▶ **Work order**
An identical copy of all the records is what the answer must contain.

(Extracted entries Opens)

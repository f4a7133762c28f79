use std::time::{Duration, Instant};

use serde::Serialize;
use tracing::{info, warn};

use crate::aggregate::{DEFAULT_TOP_N, top_artists, top_genres};
use crate::archetype::ArchetypeTable;
use crate::batch::{DEFAULT_MAX_BATCH_SIZE, fetch_in_batches};
use crate::cancel::Cancellation;
use crate::catalog::CatalogClient;
use crate::domain::{ArtistId, HistoryItem, MAX_RANKED, Profile, RankedList, SourceKind};
use crate::error::ProfilerError;
use crate::pager::walk_pages;

#[derive(Debug, Clone)]
pub struct AnalysisOptions {
    pub max_batch_size: usize,
    pub top_n: usize,
    pub top_tracks_page_size: u32,
    pub saved_tracks_page_size: u32,
}

impl Default for AnalysisOptions {
    fn default() -> Self {
        Self {
            max_batch_size: DEFAULT_MAX_BATCH_SIZE,
            top_n: DEFAULT_TOP_N,
            top_tracks_page_size: 20,
            saved_tracks_page_size: 5,
        }
    }
}

impl AnalysisOptions {
    pub fn validate(&self) -> Result<(), ProfilerError> {
        if self.max_batch_size == 0 {
            return Err(ProfilerError::InvalidConfig(
                "max_batch_size must be at least 1".to_string(),
            ));
        }
        if self.top_n == 0 || self.top_n > MAX_RANKED {
            return Err(ProfilerError::InvalidConfig(format!(
                "top_n must be between 1 and {MAX_RANKED}, got {}",
                self.top_n
            )));
        }
        if self.top_tracks_page_size == 0 || self.saved_tracks_page_size == 0 {
            return Err(ProfilerError::InvalidConfig(
                "page sizes must be at least 1".to_string(),
            ));
        }
        Ok(())
    }

    fn page_size(&self, source: SourceKind) -> u32 {
        match source {
            SourceKind::TopTracks => self.top_tracks_page_size,
            SourceKind::SavedTracks => self.saved_tracks_page_size,
        }
    }
}

/// Ranked data gathered from one history source.
#[derive(Debug, Clone, PartialEq, Eq)]
pub struct SourceSummary {
    pub source: SourceKind,
    pub top_genres: RankedList,
    pub top_artists: RankedList,
    pub items_walked: usize,
    pub artists_fetched: usize,
}

#[derive(Debug, Clone, Serialize)]
pub struct AnalysisReport {
    pub profile: Profile,
    pub source: SourceKind,
    pub items_walked: usize,
    pub artists_fetched: usize,
    pub primary_failure: Option<String>,
    pub analyzed_at: String,
}

#[derive(Debug, Clone)]
pub struct ProgressEvent {
    pub message: String,
    pub elapsed: Option<Duration>,
}

pub trait ProgressSink {
    fn event(&self, event: ProgressEvent);
}

pub struct NoopSink;

impl ProgressSink for NoopSink {
    fn event(&self, _event: ProgressEvent) {}
}

pub struct Analyzer<C: CatalogClient> {
    catalog: C,
    table: ArchetypeTable,
    options: AnalysisOptions,
}

impl<C: CatalogClient> Analyzer<C> {
    pub fn new(
        catalog: C,
        table: ArchetypeTable,
        options: AnalysisOptions,
    ) -> Result<Self, ProfilerError> {
        options.validate()?;
        Ok(Self {
            catalog,
            table,
            options,
        })
    }

    pub fn catalog(&self) -> &C {
        &self.catalog
    }

    pub fn analyze(&self, cancel: &Cancellation) -> Result<Profile, ProfilerError> {
        self.analyze_with_report(cancel, &NoopSink)
            .map(|report| report.profile)
    }

    /// Top tracks first; saved tracks only if that fails or ranks no artist.
    /// The two sources are never mixed, and cancellation is never retried
    /// against the fallback.
    pub fn analyze_with_report(
        &self,
        cancel: &Cancellation,
        sink: &dyn ProgressSink,
    ) -> Result<AnalysisReport, ProfilerError> {
        let (summary, primary_failure) = match self.analyze_source(SourceKind::TopTracks, cancel, sink)
        {
            Ok(summary) => (summary, None),
            Err(err) if err.is_cancelled() => return Err(err),
            Err(primary) => {
                warn!(error = %primary, "top tracks unusable, falling back to saved tracks");
                sink.event(ProgressEvent {
                    message: format!("phase=Fallback; {primary}"),
                    elapsed: None,
                });
                match self.analyze_source(SourceKind::SavedTracks, cancel, sink) {
                    Ok(summary) => (summary, Some(primary.to_string())),
                    Err(fallback) if fallback.is_cancelled() => return Err(fallback),
                    Err(fallback) => {
                        return Err(ProfilerError::ExhaustedSources {
                            primary: Box::new(primary),
                            fallback: Box::new(fallback),
                        });
                    }
                }
            }
        };

        let archetype = self.table.classify(summary.top_genres.as_slice()).to_string();
        info!(source = %summary.source, %archetype, "profile ready");
        sink.event(ProgressEvent {
            message: format!("phase=Classify; archetype={archetype}"),
            elapsed: None,
        });

        Ok(AnalysisReport {
            profile: Profile {
                top_genres: summary.top_genres,
                top_artists: summary.top_artists,
                archetype,
            },
            source: summary.source,
            items_walked: summary.items_walked,
            artists_fetched: summary.artists_fetched,
            primary_failure,
            analyzed_at: chrono::Utc::now().to_rfc3339(),
        })
    }

    /// Walks one source to completion and ranks it. Zero items is `NoData`;
    /// items that rank no artist are `NoArtists`.
    pub fn analyze_source(
        &self,
        source: SourceKind,
        cancel: &Cancellation,
        sink: &dyn ProgressSink,
    ) -> Result<SourceSummary, ProfilerError> {
        let start = Instant::now();
        sink.event(ProgressEvent {
            message: format!("phase=Walk; {source}"),
            elapsed: None,
        });

        cancel.check()?;
        let first = self
            .catalog
            .fetch_initial_page(source, self.options.page_size(source))
            .map_err(|cause| ProfilerError::InitialPage {
                source_kind: source,
                cause: Box::new(cause),
            })?;
        let items = walk_pages(first, cancel, |cursor, page| {
            self.catalog
                .advance_page(cursor)
                .map_err(|cause| ProfilerError::PageAdvance {
                    source_kind: source,
                    page,
                    cause: Box::new(cause),
                })
        })?;
        if items.is_empty() {
            return Err(ProfilerError::NoData(source));
        }

        let artist_ids = primary_artist_ids(&items);
        sink.event(ProgressEvent {
            message: format!(
                "phase=Artists; {} items, {} artist lookups",
                items.len(),
                artist_ids.len()
            ),
            elapsed: Some(start.elapsed()),
        });
        let artists = fetch_in_batches(&artist_ids, self.options.max_batch_size, cancel, |chunk| {
            self.catalog.fetch_artists(chunk)
        })?;

        let top_artists = top_artists(&items, self.options.top_n);
        if top_artists.is_empty() {
            return Err(ProfilerError::NoArtists(source));
        }
        let top_genres = top_genres(&artists, self.options.top_n);

        sink.event(ProgressEvent {
            message: format!("phase=Rank; {source}"),
            elapsed: Some(start.elapsed()),
        });
        Ok(SourceSummary {
            source,
            top_genres,
            top_artists,
            items_walked: items.len(),
            artists_fetched: artists.len(),
        })
    }
}

/// Primary-artist ids in item order, duplicates kept so repeat plays weigh
/// into genre counts.
pub fn primary_artist_ids(items: &[HistoryItem]) -> Vec<ArtistId> {
    items
        .iter()
        .filter_map(HistoryItem::primary_artist)
        .filter_map(|artist| artist.id.clone())
        .collect()
}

(Extracted entries Closes)

▶ **Exercise solution**
repository f4a7133762c28f79
use std::time::{Duration, Instant};

use serde::Serialize;
use tracing::{info, warn};

use crate::aggregate::{DEFAULT_TOP_N, top_artists, top_genres};
use crate::archetype::ArchetypeTable;
use crate::batch::{DEFAULT_MAX_BATCH_SIZE, fetch_in_batches};
use crate::cancel::Cancellation;
use crate::catalog::CatalogClient;
use crate::domain::{ArtistId, HistoryItem, MAX_RANKED, Profile, RankedList, SourceKind};
use crate::error::ProfilerError;
use crate::pager::walk_pages;

#[derive(Debug, Clone)]
pub struct AnalysisOptions {
    pub max_batch_size: usize,
    pub top_n: usize,
    pub top_tracks_page_size: u32,
    pub saved_tracks_page_size: u32,
}

impl Default for AnalysisOptions {
    fn default() -> Self {
        Self {
            max_batch_size: DEFAULT_MAX_BATCH_SIZE,
            top_n: DEFAULT_TOP_N,
            top_tracks_page_size: 20,
            saved_tracks_page_size: 5,
        }
    }
}

impl AnalysisOptions {
    pub fn validate(&self) -> Result<(), ProfilerError> {
        if self.max_batch_size == 0 {
            return Err(ProfilerError::InvalidConfig(
                "max_batch_size must be at least 1".to_string(),
            ));
        }
        if self.top_n == 0 || self.top_n > MAX_RANKED {
            return Err(ProfilerError::InvalidConfig(format!(
                "top_n must be between 1 and {MAX_RANKED}, got {}",
                self.top_n
            )));
        }
        if self.top_tracks_page_size == 0 || self.saved_tracks_page_size == 0 {
            return Err(ProfilerError::InvalidConfig(
                "page sizes must be at least 1".to_string(),
            ));
        }
        Ok(())
    }

    fn page_size(&self, source: SourceKind) -> u32 {
        match source {
            SourceKind::TopTracks => self.top_tracks_page_size,
            SourceKind::SavedTracks => self.saved_tracks_page_size,
        }
    }
}

/// Ranked data gathered from one history source.
#[derive(Debug, Clone, PartialEq, Eq)]
pub struct SourceSummary {
    pub source: SourceKind,
    pub top_genres: RankedList,
    pub top_artists: RankedList,
    pub items_walked: usize,
    pub artists_fetched: usize,
}

#[derive(Debug, Clone, Serialize)]
pub struct AnalysisReport {
    pub profile: Profile,
    pub source: SourceKind,
    pub items_walked: usize,
    pub artists_fetched: usize,
    pub primary_failure: Option<String>,
    pub analyzed_at: String,
}

#[derive(Debug, Clone)]
pub struct ProgressEvent {
    pub message: String,
    pub elapsed: Option<Duration>,
}

pub trait ProgressSink {
    fn event(&self, event: ProgressEvent);
}

pub struct NoopSink;

impl ProgressSink for NoopSink {
    fn event(&self, _event: ProgressEvent) {}
}

pub struct Analyzer<C: CatalogClient> {
    catalog: C,
    table: ArchetypeTable,
    options: AnalysisOptions,
}

impl<C: CatalogClient> Analyzer<C> {
    pub fn new(
        catalog: C,
        table: ArchetypeTable,
        options: AnalysisOptions,
    ) -> Result<Self, ProfilerError> {
        options.validate()?;
        Ok(Self {
            catalog,
            table,
            options,
        })
    }

    pub fn catalog(&self) -> &C {
        &self.catalog
    }

    pub fn analyze(&self, cancel: &Cancellation) -> Result<Profile, ProfilerError> {
        self.analyze_with_report(cancel, &NoopSink)
            .map(|report| report.profile)
    }

    /// Top tracks first; saved tracks only if that fails or ranks no artist.
    /// The two sources are never mixed, and cancellation is never retried
    /// against the fallback.
    pub fn analyze_with_report(
        &self,
        cancel: &Cancellation,
        sink: &dyn ProgressSink,
    ) -> Result<AnalysisReport, ProfilerError> {
        let (summary, primary_failure) = match self.analyze_source(SourceKind::TopTracks, cancel, sink)
        {
            Ok(summary) => (summary, None),
            Err(err) if err.is_cancelled() => return Err(err),
            Err(primary) => {
                warn!(error = %primary, "top tracks unusable, falling back to saved tracks");
                sink.event(ProgressEvent {
                    message: format!("phase=Fallback; {primary}"),
                    elapsed: None,
                });
                match self.analyze_source(SourceKind::SavedTracks, cancel, sink) {
                    Ok(summary) => (summary, Some(primary.to_string())),
                    Err(fallback) if fallback.is_cancelled() => return Err(fallback),
                    Err(fallback) => {
                        return Err(ProfilerError::ExhaustedSources {
                            primary: Box::new(primary),
                            fallback: Box::new(fallback),
                        });
                    }
                }
            }
        };

        let archetype = self.table.classify(summary.top_genres.as_slice()).to_string();
        info!(source = %summary.source, %archetype, "profile ready");
        sink.event(ProgressEvent {
            message: format!("phase=Classify; archetype={archetype}"),
            elapsed: None,
        });

        Ok(AnalysisReport {
            profile: Profile {
                top_genres: summary.top_genres,
                top_artists: summary.top_artists,
                archetype,
            },
            source: summary.source,
            items_walked: summary.items_walked,
            artists_fetched: summary.artists_fetched,
            primary_failure,
            analyzed_at: chrono::Utc::now().to_rfc3339(),
        })
    }

    /// Walks one source to completion and ranks it. Zero items is `NoData`;
    /// items that rank no artist are `NoArtists`.
    pub fn analyze_source(
        &self,
        source: SourceKind,
        cancel: &Cancellation,
        sink: &dyn ProgressSink,
    ) -> Result<SourceSummary, ProfilerError> {
        let start = Instant::now();
        sink.event(ProgressEvent {
            message: format!("phase=Walk; {source}"),
            elapsed: None,
        });

        cancel.check()?;
        let first = self
            .catalog
            .fetch_initial_page(source, self.options.page_size(source))
            .map_err(|cause| ProfilerError::InitialPage {
                source_kind: source,
                cause: Box::new(cause),
            })?;
        let items = walk_pages(first, cancel, |cursor, page| {
            self.catalog
                .advance_page(cursor)
                .map_err(|cause| ProfilerError::PageAdvance {
                    source_kind: source,
                    page,
                    cause: Box::new(cause),
                })
        })?;
        if items.is_empty() {
            return Err(ProfilerError::NoData(source));
        }

        let artist_ids = primary_artist_ids(&items);
        sink.event(ProgressEvent {
            message: format!(
                "phase=Artists; {} items, {} artist lookups",
                items.len(),
                artist_ids.len()
            ),
            elapsed: Some(start.elapsed()),
        });
        let artists = fetch_in_batches(&artist_ids, self.options.max_batch_size, cancel, |chunk| {
            self.catalog.fetch_artists(chunk)
        })?;

        let top_artists = top_artists(&items, self.options.top_n);
        if top_artists.is_empty() {
            return Err(ProfilerError::NoArtists(source));
        }
        let top_genres = top_genres(&artists, self.options.top_n);

        sink.event(ProgressEvent {
            message: format!("phase=Rank; {source}"),
            elapsed: Some(start.elapsed()),
        });
        Ok(SourceSummary {
            source,
            top_genres,
            top_artists,
            items_walked: items.len(),
            artists_fetched: artists.len(),
        })
    }
}

/// Primary-artist ids in item order, duplicates kept so repeat plays weigh
/// into genre counts.
pub fn primary_artist_ids(items: &[HistoryItem]) -> Vec<ArtistId> {
    items
        .iter()
        .filter_map(HistoryItem::primary_artist)
        .filter_map(|artist| artist.id.clone())
        .collect()
}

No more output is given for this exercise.